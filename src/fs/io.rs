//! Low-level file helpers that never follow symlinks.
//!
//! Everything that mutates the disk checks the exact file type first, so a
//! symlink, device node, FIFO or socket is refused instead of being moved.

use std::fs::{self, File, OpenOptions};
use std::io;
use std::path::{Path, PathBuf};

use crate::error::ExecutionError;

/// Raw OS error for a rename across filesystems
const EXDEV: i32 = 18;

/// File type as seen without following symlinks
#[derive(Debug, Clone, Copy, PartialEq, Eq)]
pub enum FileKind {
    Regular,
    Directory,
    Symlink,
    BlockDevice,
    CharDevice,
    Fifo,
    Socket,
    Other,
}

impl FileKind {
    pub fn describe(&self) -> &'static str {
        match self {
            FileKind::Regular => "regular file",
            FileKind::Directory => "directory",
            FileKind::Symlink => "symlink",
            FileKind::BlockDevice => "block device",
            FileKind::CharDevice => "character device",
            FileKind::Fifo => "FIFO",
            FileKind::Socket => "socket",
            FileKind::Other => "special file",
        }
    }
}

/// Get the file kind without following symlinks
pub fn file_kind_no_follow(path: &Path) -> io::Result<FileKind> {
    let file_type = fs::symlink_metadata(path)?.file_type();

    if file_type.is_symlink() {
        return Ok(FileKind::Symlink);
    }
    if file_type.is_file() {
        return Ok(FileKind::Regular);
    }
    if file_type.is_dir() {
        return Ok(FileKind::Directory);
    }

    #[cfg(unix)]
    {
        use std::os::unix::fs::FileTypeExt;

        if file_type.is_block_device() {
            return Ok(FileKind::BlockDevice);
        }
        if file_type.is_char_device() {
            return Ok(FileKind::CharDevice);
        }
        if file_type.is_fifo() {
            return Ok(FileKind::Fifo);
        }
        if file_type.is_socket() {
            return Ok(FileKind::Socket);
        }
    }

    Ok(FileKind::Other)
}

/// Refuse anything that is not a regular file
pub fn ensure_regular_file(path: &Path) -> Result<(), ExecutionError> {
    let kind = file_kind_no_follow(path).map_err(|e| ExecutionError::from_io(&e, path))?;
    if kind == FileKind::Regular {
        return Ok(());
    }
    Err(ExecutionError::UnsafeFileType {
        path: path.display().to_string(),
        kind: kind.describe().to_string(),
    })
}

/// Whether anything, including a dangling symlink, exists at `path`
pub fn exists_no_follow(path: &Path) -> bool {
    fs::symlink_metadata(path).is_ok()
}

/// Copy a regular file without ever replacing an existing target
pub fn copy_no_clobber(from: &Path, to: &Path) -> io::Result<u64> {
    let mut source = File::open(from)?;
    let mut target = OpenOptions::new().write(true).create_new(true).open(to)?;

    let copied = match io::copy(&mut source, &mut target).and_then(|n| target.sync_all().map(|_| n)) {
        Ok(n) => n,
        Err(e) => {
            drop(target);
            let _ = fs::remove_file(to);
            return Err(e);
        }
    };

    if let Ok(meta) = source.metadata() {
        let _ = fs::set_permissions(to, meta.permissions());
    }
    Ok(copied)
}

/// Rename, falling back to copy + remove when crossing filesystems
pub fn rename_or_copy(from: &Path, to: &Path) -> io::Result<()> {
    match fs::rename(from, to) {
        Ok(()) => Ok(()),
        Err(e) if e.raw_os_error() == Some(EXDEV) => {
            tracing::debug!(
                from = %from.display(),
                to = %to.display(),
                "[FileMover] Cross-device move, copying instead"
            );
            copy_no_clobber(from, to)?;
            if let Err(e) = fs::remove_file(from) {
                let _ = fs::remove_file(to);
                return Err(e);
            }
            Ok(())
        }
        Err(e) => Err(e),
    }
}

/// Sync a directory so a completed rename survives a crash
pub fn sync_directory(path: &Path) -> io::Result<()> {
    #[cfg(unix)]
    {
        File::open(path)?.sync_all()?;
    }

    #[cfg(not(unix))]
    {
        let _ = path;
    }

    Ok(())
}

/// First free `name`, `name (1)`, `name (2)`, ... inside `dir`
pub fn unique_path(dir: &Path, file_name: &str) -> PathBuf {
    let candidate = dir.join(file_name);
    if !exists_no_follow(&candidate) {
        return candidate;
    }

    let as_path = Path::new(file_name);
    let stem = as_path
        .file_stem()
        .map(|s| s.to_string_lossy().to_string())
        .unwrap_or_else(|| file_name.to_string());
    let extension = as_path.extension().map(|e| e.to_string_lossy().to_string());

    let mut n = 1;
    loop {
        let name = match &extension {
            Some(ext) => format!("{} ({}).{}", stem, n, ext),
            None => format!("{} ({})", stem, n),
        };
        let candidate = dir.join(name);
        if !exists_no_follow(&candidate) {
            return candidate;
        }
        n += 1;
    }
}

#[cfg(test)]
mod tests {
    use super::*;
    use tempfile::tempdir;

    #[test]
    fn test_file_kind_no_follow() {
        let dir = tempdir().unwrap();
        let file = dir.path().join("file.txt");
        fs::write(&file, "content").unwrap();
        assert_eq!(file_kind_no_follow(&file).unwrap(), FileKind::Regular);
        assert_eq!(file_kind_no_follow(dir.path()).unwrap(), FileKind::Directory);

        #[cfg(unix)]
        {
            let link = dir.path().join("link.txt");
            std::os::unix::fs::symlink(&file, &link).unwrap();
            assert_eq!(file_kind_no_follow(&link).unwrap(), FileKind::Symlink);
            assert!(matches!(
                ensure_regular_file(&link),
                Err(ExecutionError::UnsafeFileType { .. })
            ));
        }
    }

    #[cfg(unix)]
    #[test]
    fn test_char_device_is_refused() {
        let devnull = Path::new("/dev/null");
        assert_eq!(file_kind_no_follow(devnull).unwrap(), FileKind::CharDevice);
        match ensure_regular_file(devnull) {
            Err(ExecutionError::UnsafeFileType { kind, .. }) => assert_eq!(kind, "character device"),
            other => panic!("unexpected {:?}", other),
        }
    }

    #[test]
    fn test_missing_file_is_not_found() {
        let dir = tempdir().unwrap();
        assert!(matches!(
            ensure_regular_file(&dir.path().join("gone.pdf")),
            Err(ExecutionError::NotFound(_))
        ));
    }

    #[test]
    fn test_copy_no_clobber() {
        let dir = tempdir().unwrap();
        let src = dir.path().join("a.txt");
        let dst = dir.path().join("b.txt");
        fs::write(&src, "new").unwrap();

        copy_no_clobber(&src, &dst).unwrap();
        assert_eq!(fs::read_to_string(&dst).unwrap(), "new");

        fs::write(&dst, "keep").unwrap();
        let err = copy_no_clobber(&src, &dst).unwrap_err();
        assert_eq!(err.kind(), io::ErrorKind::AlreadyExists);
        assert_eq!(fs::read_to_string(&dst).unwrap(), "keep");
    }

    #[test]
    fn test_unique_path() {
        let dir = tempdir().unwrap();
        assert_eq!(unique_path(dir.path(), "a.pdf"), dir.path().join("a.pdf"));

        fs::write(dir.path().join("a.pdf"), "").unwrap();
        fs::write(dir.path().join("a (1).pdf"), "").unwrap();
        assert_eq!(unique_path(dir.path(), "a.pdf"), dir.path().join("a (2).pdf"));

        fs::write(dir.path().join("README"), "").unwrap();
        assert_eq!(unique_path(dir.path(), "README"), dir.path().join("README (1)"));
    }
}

==

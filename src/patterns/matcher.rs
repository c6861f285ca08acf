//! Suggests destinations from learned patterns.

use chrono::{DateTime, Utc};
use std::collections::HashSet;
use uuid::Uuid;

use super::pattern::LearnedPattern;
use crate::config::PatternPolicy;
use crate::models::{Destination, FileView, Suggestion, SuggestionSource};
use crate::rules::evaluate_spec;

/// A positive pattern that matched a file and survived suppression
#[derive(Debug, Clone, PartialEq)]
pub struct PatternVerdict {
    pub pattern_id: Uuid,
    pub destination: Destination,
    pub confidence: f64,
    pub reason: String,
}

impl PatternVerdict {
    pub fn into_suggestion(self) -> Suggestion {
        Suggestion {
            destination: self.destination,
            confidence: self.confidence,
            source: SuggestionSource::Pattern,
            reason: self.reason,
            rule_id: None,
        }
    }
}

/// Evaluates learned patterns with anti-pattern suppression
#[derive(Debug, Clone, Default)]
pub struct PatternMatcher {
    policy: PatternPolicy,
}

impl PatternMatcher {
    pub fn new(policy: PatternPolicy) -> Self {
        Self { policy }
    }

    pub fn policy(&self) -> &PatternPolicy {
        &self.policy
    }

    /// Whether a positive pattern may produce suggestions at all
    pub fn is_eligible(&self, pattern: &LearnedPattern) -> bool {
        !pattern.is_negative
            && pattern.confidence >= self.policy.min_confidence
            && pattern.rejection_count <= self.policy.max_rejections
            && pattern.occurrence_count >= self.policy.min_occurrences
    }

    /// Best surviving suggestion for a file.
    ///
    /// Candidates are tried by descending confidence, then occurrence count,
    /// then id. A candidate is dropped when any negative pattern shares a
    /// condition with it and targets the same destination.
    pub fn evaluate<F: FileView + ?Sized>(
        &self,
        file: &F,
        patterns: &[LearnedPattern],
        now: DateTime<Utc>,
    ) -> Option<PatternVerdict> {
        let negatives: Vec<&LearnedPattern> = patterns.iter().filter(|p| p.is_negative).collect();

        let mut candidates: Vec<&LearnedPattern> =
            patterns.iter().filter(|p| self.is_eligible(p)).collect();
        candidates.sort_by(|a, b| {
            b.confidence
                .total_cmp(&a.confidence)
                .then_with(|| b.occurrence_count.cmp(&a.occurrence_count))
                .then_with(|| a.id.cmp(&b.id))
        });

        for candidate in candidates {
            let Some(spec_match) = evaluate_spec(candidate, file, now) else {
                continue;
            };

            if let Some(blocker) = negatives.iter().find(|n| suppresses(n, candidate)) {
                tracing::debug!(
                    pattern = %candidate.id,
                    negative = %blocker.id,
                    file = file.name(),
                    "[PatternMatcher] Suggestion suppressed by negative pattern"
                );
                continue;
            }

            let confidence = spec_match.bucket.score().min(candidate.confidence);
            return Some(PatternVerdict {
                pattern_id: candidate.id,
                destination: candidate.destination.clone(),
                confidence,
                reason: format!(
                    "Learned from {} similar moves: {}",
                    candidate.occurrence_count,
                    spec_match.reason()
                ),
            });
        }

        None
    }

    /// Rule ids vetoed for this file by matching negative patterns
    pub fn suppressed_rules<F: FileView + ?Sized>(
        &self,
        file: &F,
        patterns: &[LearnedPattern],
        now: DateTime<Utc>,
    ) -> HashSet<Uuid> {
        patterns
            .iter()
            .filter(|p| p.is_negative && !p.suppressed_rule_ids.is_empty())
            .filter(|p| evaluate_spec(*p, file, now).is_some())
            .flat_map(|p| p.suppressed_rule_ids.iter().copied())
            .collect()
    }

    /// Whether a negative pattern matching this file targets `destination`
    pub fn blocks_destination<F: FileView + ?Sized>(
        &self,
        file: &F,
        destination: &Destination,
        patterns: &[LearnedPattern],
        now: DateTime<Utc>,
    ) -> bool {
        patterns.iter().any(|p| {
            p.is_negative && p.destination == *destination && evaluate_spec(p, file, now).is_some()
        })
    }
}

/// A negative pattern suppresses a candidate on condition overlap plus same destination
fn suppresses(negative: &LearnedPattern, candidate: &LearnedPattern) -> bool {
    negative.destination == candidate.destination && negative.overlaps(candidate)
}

Your assignment:
In the listing above, find the line containing "filename src/fs/io.rs" and the line containing "use crate::error::ExecutionError;", then retype both and every line between them exactly, with nothing else.

Answer section:
filename src/fs/io.rs
//! Low-level file helpers that never follow symlinks.
//!
//! Everything that mutates the disk checks the exact file type first, so a
//! symlink, device node, FIFO or socket is refused instead of being moved.

use std::fs::{self, File, OpenOptions};
use std::io;
use std::path::{Path, PathBuf};

use crate::error::ExecutionError;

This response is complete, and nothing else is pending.